Cybersecurity preparation is crucial for carriers to help prevent costly and debilitating hacks like those that hit Ward Transport & Logistics and Estes Express Lines in recent years, according to experts.
Fast-acting attacks can quickly freeze trucking companies’ ability to haul freight, Ward’s VP of Technology Mike Zupon told Trucking Dive last month.
“That's all they need is an hour and boom — or less than that,” Zupon said, adding that cyberattackers can disrupt operations with as little as a routine email phishing scheme.
Relationships with vendors and federal agencies can be lifelines when an attack occurs, said Zupon and others who spoke at the National Motor Freight Traffic Association’s Cybersecurity Conference in Cleveland in the fall.
“Critical infrastructure and businesses across all sectors continue to face increased threats from nation-state actors and transnational organized criminals using ransomware, exfiltrating data or burrowing deep into an enterprise,” Cybersecurity & Infrastructure Security Agency’s Sandra Radesky, associate director of vulnerability management, said in a November email.
Take advantage of free resources
For carriers, it’s not a matter of whether a cyberattack will occur, but when, industry leaders said.
CISA works with transportation businesses to ensure they understand the risks and are aware of resources available to strengthen those defenses, Radesky noted.
“Organizations can work with CISA by signing up for timely and actionable cyber advisories, requesting free cyber hygiene services, and implementing the cross-sector cybersecurity performance goals,” she said.

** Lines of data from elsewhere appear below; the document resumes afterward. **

//! Release manifest model, retrieval, and resolution.
//!
//! # Sub-modules
//!
//! - [`channel`] - Deployment track (`Channel`).
//! - [`download`] - Storage download trait and HTTP implementation.
//! - [`error`] - Error types for rejected channel and platform inputs.
//! - [`manifest`] - Manifest schema (`ReleaseManifest`, `ReleaseRecord`).
//! - [`manifest_parser`] - Manifest JSON deserialization.
//! - [`platform`] - Manifest platform selection (`Platform`).
//! - [`resolver`] - Version resolution (`Resolver`, `ResolvedRelease`).
//! - [`storage`] - Storage root URL construction (`StorageRoot`).

pub mod channel;
pub mod download;
pub mod error;
pub mod manifest;
pub mod manifest_parser;
pub mod platform;
pub mod resolver;
pub mod storage;
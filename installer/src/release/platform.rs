//! Host platforms with a published release manifest.

use super::error::{ReleaseError, Result};
use std::fmt;
use std::str::FromStr;

/// The platform whose release manifest is consulted.
///
/// The manifest for each platform lives at
/// `{storage_root}/releases_{platform}.json`.
#[derive(Debug, Clone, Copy, PartialEq, Eq, Hash, Default)]
pub enum Platform {
    /// `releases_macos.json`.
    #[default]
    Macos,
    /// `releases_linux.json`.
    Linux,
    /// `releases_windows.json`.
    Windows,
}

impl Platform {
    /// Every platform with a release manifest.
    pub const ALL: [Self; 3] = [Self::Macos, Self::Linux, Self::Windows];

    /// Return the platform name used in manifest file names.
    #[must_use]
    pub const fn as_str(self) -> &'static str {
        match self {
            Self::Macos => "macos",
            Self::Linux => "linux",
            Self::Windows => "windows",
        }
    }

    /// Return the manifest file name for this platform.
    ///
    /// # Examples
    ///
    /// ```
    /// use flutter_installer::release::platform::Platform;
    ///
    /// assert_eq!(Platform::Macos.manifest_filename(), "releases_macos.json");
    /// ```
    #[must_use]
    pub fn manifest_filename(self) -> String {
        format!("releases_{}.json", self.as_str())
    }
}

impl FromStr for Platform {
    type Err = ReleaseError;

    fn from_str(value: &str) -> Result<Self> {
        let trimmed = value.trim();
        Self::ALL
            .into_iter()
            .find(|platform| platform.as_str() == trimmed)
            .ok_or_else(|| ReleaseError::InvalidPlatform {
                value: value.to_owned(),
                expected: Self::ALL
                    .iter()
                    .map(|platform| platform.as_str())
                    .collect::<Vec<_>>()
                    .join(", "),
            })
    }
}

impl fmt::Display for Platform {
    fn fmt(&self, f: &mut fmt::Formatter<'_>) -> fmt::Result {
        f.write_str(self.as_str())
    }
}
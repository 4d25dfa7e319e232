//! Storage bucket URL construction.
//!
//! Both the release manifest and every SDK archive are served from a single
//! storage root; archive paths in the manifest are relative to it.

use super::platform::Platform;

/// The storage root the public Flutter releases are served from.
pub const DEFAULT_STORAGE_URL: &str = "https://storage.googleapis.com/flutter_infra/releases";

/// Base URL for manifest and archive downloads.
///
/// A trailing `/` is stripped on construction so that joined URLs always
/// contain exactly one separator between the root and the relative path.
///
/// # Examples
///
/// ```
/// use flutter_installer::release::platform::Platform;
/// use flutter_installer::release::storage::StorageRoot;
///
/// let root = StorageRoot::new("https://example.test/releases/");
/// assert_eq!(
///     root.manifest_url(Platform::Macos),
///     "https://example.test/releases/releases_macos.json"
/// );
/// assert_eq!(
///     root.archive_url("stable/macos/flutter.zip"),
///     "https://example.test/releases/stable/macos/flutter.zip"
/// );
/// ```
#[derive(Debug, Clone, PartialEq, Eq)]
pub struct StorageRoot(String);

impl StorageRoot {
    /// Create a storage root from a base URL.
    #[must_use]
    pub fn new(url: impl Into<String>) -> Self {
        let url = url.into();
        Self(url.trim_end_matches('/').to_owned())
    }

    /// Return the root URL without a trailing separator.
    #[must_use]
    pub fn as_str(&self) -> &str {
        &self.0
    }

    /// URL of the release manifest for `platform`.
    #[must_use]
    pub fn manifest_url(&self, platform: Platform) -> String {
        format!("{}/{}", self.0, platform.manifest_filename())
    }

    /// URL of an archive given its manifest-relative path.
    #[must_use]
    pub fn archive_url(&self, archive: &str) -> String {
        format!("{}/{archive}", self.0)
    }
}

impl Default for StorageRoot {
    fn default() -> Self {
        Self::new(DEFAULT_STORAGE_URL)
    }
}
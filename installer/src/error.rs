//! Error types for the Flutter installer.
//!
//! Every failure is fatal to the installation. Variants carry the URL, path,
//! or request that failed so the message printed by the CLI is actionable on
//! its own.

use crate::archive::extraction::ExtractionError;
use crate::cache::CacheError;
use crate::publish::PublishError;
use crate::release::channel::Channel;
use crate::release::download::DownloadError;
use crate::release::error::ReleaseError;
use crate::release::resolver::VersionRequest;
use std::path::PathBuf;
use thiserror::Error;

/// Errors that can occur during installation.
#[derive(Debug, Error)]
pub enum InstallerError {
    /// A channel or platform input was rejected.
    #[error(transparent)]
    InvalidInput(#[from] ReleaseError),

    /// The release manifest could not be fetched or parsed.
    #[error("failed to get Flutter release manifest {url}: {reason}")]
    ManifestUnavailable {
        /// The manifest URL.
        url: String,
        /// Description of the failure.
        reason: String,
    },

    /// No release record matched the request.
    #[error("unable to find Flutter {request} on channel {channel}")]
    VersionNotFound {
        /// The requested channel.
        channel: Channel,
        /// The requested version, or latest.
        request: VersionRequest,
    },

    /// The downloaded artefact is not a regular file.
    #[error("Flutter SDK archive {path} is not a file")]
    NotAFile {
        /// The artefact path.
        path: PathBuf,
    },

    /// A directory was found where the downloaded archive was expected.
    #[error("failed to extract {path}: it is a directory")]
    ExtractionTargetIsDirectory {
        /// The artefact path.
        path: PathBuf,
    },

    /// The downloaded artefact could not be inspected.
    #[error("failed to extract {path}: {reason}")]
    SdkPathInvalid {
        /// The artefact path.
        path: PathBuf,
        /// Description of the lookup failure.
        reason: String,
    },

    /// The archive download failed.
    #[error("failed to download Flutter SDK: {0}")]
    DownloadFailed(#[from] DownloadError),

    /// The archive could not be extracted.
    #[error(transparent)]
    Extraction(#[from] ExtractionError),

    /// The tool cache could not be read or written.
    #[error(transparent)]
    Cache(#[from] CacheError),

    /// No tool cache root could be determined.
    #[error("could not determine tool cache directory: {reason}")]
    CacheRootUnavailable {
        /// Description of why no root was found.
        reason: String,
    },

    /// The environment variable or search path could not be published.
    #[error(transparent)]
    Publish(#[from] PublishError),

    /// The scratch directory for extraction could not be created.
    #[error("failed to create scratch directory {path}")]
    ScratchDir {
        /// The directory that could not be created.
        path: PathBuf,
        /// The underlying I/O error.
        #[source]
        source: std::io::Error,
    },

    /// Failed to write output.
    #[error("failed to write output")]
    WriteFailed {
        /// The underlying error that caused the write to fail.
        #[source]
        source: std::io::Error,
    },

    /// An I/O operation failed.
    #[error("I/O error: {0}")]
    Io(#[from] std::io::Error),
}

/// Result type alias using [`InstallerError`].
pub type Result<T> = std::result::Result<T, InstallerError>;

The resources are free, and they include things like documentation to help run a tabletop exercise, where a business can simulate multiple times a year how they would respond in the event of an emergency.

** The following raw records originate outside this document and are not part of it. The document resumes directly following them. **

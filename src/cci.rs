use std::collections::BTreeMap;

use serde::{Deserialize, Serialize};
use tracing::{debug, warn};

use crate::aggregate::{ThresholdImpacts, weighted_mean};
use crate::domain::WindThreshold;
use crate::error::ImpactError;
use crate::layers::{Attribute, BaseAttributes};

const NESTING_TOLERANCE: f64 = 1e-9;

/// Non-negative weight per wind threshold. Thresholds not listed keep their
/// default ordinal weight (1 for 34 kt up to 8 for 137 kt).
#[derive(Debug, Clone, PartialEq)]
pub struct CciWeights(BTreeMap<WindThreshold, f64>);

impl CciWeights {
    pub fn new(overrides: BTreeMap<WindThreshold, f64>) -> Result<Self, ImpactError> {
        let mut weights = Self::default().0;
        for (threshold, weight) in overrides {
            if !weight.is_finite() || weight < 0.0 {
                return Err(ImpactError::InvalidConfig(format!(
                    "cci weight for {threshold} kt must be finite and non-negative, got {weight}"
                )));
            }
            weights.insert(threshold, weight);
        }
        Ok(Self(weights))
    }

    pub fn weight(&self, threshold: WindThreshold) -> f64 {
        self.0.get(&threshold).copied().unwrap_or(0.0)
    }
}

impl Default for CciWeights {
    fn default() -> Self {
        Self(
            WindThreshold::all()
                .map(|threshold| (threshold, threshold.ordinal() as f64))
                .collect(),
        )
    }
}

/// Cumulative index for one tile or admin region, with its expected-value
/// form per population class.
#[derive(Debug, Clone, PartialEq, Serialize, Deserialize)]
pub struct CciRecord {
    pub unit_id: String,
    #[serde(default)]
    pub admin_id: Option<String>,
    #[serde(rename = "CCI")]
    pub index: f64,
    #[serde(rename = "E_CCI_children")]
    pub children: f64,
    #[serde(rename = "E_CCI_school_age")]
    pub school_age: f64,
    #[serde(rename = "E_CCI_infants")]
    pub infants: f64,
    #[serde(rename = "E_CCI_pop")]
    pub population: f64,
}

impl CciRecord {
    fn from_index(unit_id: String, admin_id: Option<String>, index: f64, base: &BaseAttributes) -> Self {
        let class = |attribute| base.get(attribute).unwrap_or(0.0) * index;
        Self {
            unit_id,
            admin_id,
            index,
            children: base.children().unwrap_or(0.0) * index,
            school_age: class(Attribute::SchoolAgePopulation),
            infants: class(Attribute::InfantPopulation),
            population: class(Attribute::Population),
        }
    }
}

#[derive(Debug, Clone, Default)]
pub struct CciOutcome {
    pub tiles: Vec<CciRecord>,
    pub admins: Vec<CciRecord>,
    /// Units where a stronger threshold reached further than a weaker one.
    pub nesting_violations: usize,
}

impl CciOutcome {
    pub fn totals(&self) -> CciTotals {
        let mut totals = CciTotals::default();
        for record in &self.tiles {
            totals.children += record.children;
            totals.school_age += record.school_age;
            totals.infants += record.infants;
            totals.population += record.population;
        }
        totals
    }
}

#[derive(Debug, Clone, Copy, Default, PartialEq, Serialize, Deserialize)]
pub struct CciTotals {
    pub children: f64,
    pub school_age: f64,
    pub infants: f64,
    pub population: f64,
}

/// `Σ w_t · p_t` over the thresholds present. With non-negative weights the
/// index never drops when a threshold is added.
pub fn cumulative_index(weights: &CciWeights, probabilities: &BTreeMap<WindThreshold, f64>) -> f64 {
    probabilities
        .iter()
        .map(|(threshold, probability)| weights.weight(*threshold) * probability)
        .sum()
}

/// Number of adjacent threshold pairs where the stronger threshold has a
/// higher probability than the weaker one. Thresholds absent from
/// `probabilities` but listed in `evaluated` count as zero.
pub fn nesting_breaks(evaluated: &[WindThreshold], probabilities: &BTreeMap<WindThreshold, f64>) -> usize {
    let series: Vec<f64> = evaluated
        .iter()
        .map(|threshold| probabilities.get(threshold).copied().unwrap_or(0.0))
        .collect();
    series
        .windows(2)
        .filter(|pair| pair[1] > pair[0] + NESTING_TOLERANCE)
        .count()
}

struct TileSeries {
    admin_id: Option<String>,
    base: BaseAttributes,
    probabilities: BTreeMap<WindThreshold, f64>,
}

/// CCI Calculator over every threshold evaluated for one unit of work.
pub fn compute(
    weights: &CciWeights,
    per_threshold: &BTreeMap<WindThreshold, ThresholdImpacts>,
) -> Result<CciOutcome, ImpactError> {
    let evaluated: Vec<WindThreshold> = per_threshold.keys().copied().collect();
    let mut series: BTreeMap<&str, TileSeries> = BTreeMap::new();
    for (threshold, impacts) in per_threshold {
        for tile in &impacts.tiles {
            series
                .entry(tile.tile_id.as_str())
                .or_insert_with(|| TileSeries {
                    admin_id: tile.admin_id.clone(),
                    base: tile.base.clone(),
                    probabilities: BTreeMap::new(),
                })
                .probabilities
                .insert(*threshold, tile.probability.value());
        }
    }

    let mut outcome = CciOutcome::default();
    for (tile_id, tile) in &series {
        let breaks = nesting_breaks(&evaluated, &tile.probabilities);
        if breaks > 0 {
            debug!(tile = tile_id, breaks, "wind thresholds not nested");
            outcome.nesting_violations += 1;
        }
        let index = cumulative_index(weights, &tile.probabilities);
        if !index.is_finite() {
            return Err(ImpactError::InvariantViolation(format!(
                "non-finite cci index for tile {tile_id}"
            )));
        }
        outcome.tiles.push(CciRecord::from_index(
            tile_id.to_string(),
            tile.admin_id.clone(),
            index,
            &tile.base,
        ));
    }
    if outcome.nesting_violations > 0 {
        warn!(
            tiles = outcome.nesting_violations,
            "stronger wind envelope exceeds weaker one; cci computed anyway"
        );
    }

    outcome.admins = rollup_admins(&outcome.tiles, &series);
    Ok(outcome)
}

fn rollup_admins(tiles: &[CciRecord], series: &BTreeMap<&str, TileSeries>) -> Vec<CciRecord> {
    let mut groups: BTreeMap<&str, Vec<&CciRecord>> = BTreeMap::new();
    for record in tiles {
        if let Some(admin_id) = record.admin_id.as_deref() {
            groups.entry(admin_id).or_default().push(record);
        }
    }
    groups
        .into_iter()
        .map(|(admin_id, members)| {
            let index = weighted_mean(members.iter().map(|record| {
                let population = series
                    .get(record.unit_id.as_str())
                    .and_then(|tile| tile.base.get(Attribute::Population));
                (Some(record.index), population)
            }))
            .unwrap_or(0.0);
            CciRecord {
                unit_id: admin_id.to_string(),
                admin_id: Some(admin_id.to_string()),
                index,
                children: members.iter().map(|r| r.children).sum(),
                school_age: members.iter().map(|r| r.school_age).sum(),
                infants: members.iter().map(|r| r.infants).sum(),
                population: members.iter().map(|r| r.population).sum(),
            }
        })
        .collect()
}

#[cfg(test)]
mod tests {
    use assert_matches::assert_matches;

    use super::*;
    use crate::aggregate::{ExpectedValues, Probability, TileImpact};

    fn kt(knots: u16) -> WindThreshold {
        WindThreshold::try_from(knots).unwrap()
    }

    #[test]
    fn default_weights_are_ordinal() {
        let weights = CciWeights::default();
        assert_eq!(weights.weight(kt(34)), 1.0);
        assert_eq!(weights.weight(kt(137)), 8.0);
    }

    #[test]
    fn negative_weight_is_config_error() {
        let err = CciWeights::new(BTreeMap::from([(kt(64), -1.0)])).unwrap_err();
        assert_matches!(err, ImpactError::InvalidConfig(_));
        assert!(err.is_config());
    }

    #[test]
    fn adding_thresholds_never_lowers_index() {
        let weights = CciWeights::default();
        let t1 = BTreeMap::from([(kt(34), 0.3)]);
        let t2 = BTreeMap::from([(kt(34), 0.3), (kt(40), 0.2), (kt(50), 0.0)]);
        assert!(cumulative_index(&weights, &t2) >= cumulative_index(&weights, &t1));
        assert!((cumulative_index(&weights, &t2) - 0.7).abs() < 1e-12);
    }

    #[test]
    fn nesting_breaks_are_counted() {
        let evaluated = [kt(34), kt(40), kt(50)];
        let nested = BTreeMap::from([(kt(34), 0.5), (kt(40), 0.5), (kt(50), 0.1)]);
        assert_eq!(nesting_breaks(&evaluated, &nested), 0);
        let broken = BTreeMap::from([(kt(40), 0.4)]);
        assert_eq!(nesting_breaks(&evaluated, &broken), 1);
    }

    fn tile(id: &str, threshold: WindThreshold, probability: f64, population: f64) -> TileImpact {
        let p = Probability::new(probability, "test").unwrap();
        let base = BaseAttributes {
            population: Some(population),
            ..BaseAttributes::default()
        };
        TileImpact {
            tile_id: id.to_string(),
            admin_id: Some("ADM".to_string()),
            threshold,
            probability: p,
            expected: ExpectedValues::from_attributes(p, &base),
            base,
        }
    }

    #[test]
    fn compute_flags_broken_nesting_and_keeps_index() {
        let impacts = |knots: u16, rows: &[(&str, f64, f64)]| ThresholdImpacts {
            tiles: rows
                .iter()
                .map(|(id, p, population)| tile(id, kt(knots), *p, *population))
                .collect(),
            ..ThresholdImpacts::default()
        };
        let per_threshold = BTreeMap::from([
            (kt(34), impacts(34, &[("a", 0.2, 100.0), ("b", 0.6, 300.0)])),
            (kt(40), impacts(40, &[("a", 0.5, 100.0), ("b", 0.4, 300.0)])),
        ]);

        let outcome = compute(&CciWeights::default(), &per_threshold).unwrap();

        assert_eq!(outcome.nesting_violations, 1);
        let index = |id: &str| {
            outcome
                .tiles
                .iter()
                .find(|record| record.unit_id == id)
                .map(|record| record.index)
                .unwrap()
        };
        assert!((index("a") - 1.2).abs() < 1e-12);
        assert!((index("b") - 1.4).abs() < 1e-12);

        assert_eq!(outcome.admins.len(), 1);
        let admin = &outcome.admins[0];
        assert_eq!(admin.unit_id, "ADM");
        // (1.2 * 100 + 1.4 * 300) / 400
        assert!((admin.index - 1.35).abs() < 1e-12);
        assert!((admin.population - 540.0).abs() < 1e-9);
    }
}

At least one of those drills can include board members and legal representation. That’s because defenses can be helped or hindered by board-level support and prep, speakers said.
The preventative efforts and tools can make a difference. Cyber hygiene program participants have decreased vulnerability exposure by an average of 40% in the first year of enrollment, Radesky said.
Most of CISA’s work happens before a breach, and that’s why connecting with the agency prior to an emergency is important, NMFTA Director of Cybersecurity Artie Crawford said in an email.
“When making contact for a local carrier, it would be best to reach out to the Local CISA Rep,” he noted. Each state has a cyber security coordinator who is also connected with all the CISA reps in a region.
By connecting with the right people, CISA services can be used to hopefully prevent a breach, Crawford said. But CISA reps also have connections with the U.S. Secret Service and FBI.
Follow best practices — and beware of email threats
Zupon spoke with peers during a closed-press session at the NMFTA conference in October, following cyberattacks his company experienced in 2024.
In an interview with with Trucking Dive afterward, he noted private resources, such as KnowBe4, CrowdStrike and NMFTA, are also particularly helpful after an attack.
Carriers can always be investing more into cybersecurity, but Ward leadership was understanding of the circumstances, given other cyberattacks in the industry, Zupon said.
For other trucking firms, the technology VP’s advice includes:
- keeping an active directory clean from stray accounts
- having cyber insurance for firms without a lot of extra cash on hand
- maintaining good relationships with vendors
- establishing backup data measures
Other lessons learned include ensuring remote access is not compromised and updating software, he said.
But training employees and management to recognize phishing emails, and avoid clicking links or opening attachments, is perhaps the most critical step to protecting carriers.
“The largest threat to all of us? Email,” Zupon said. “You can open them, but if you don't recognize it, delete it.”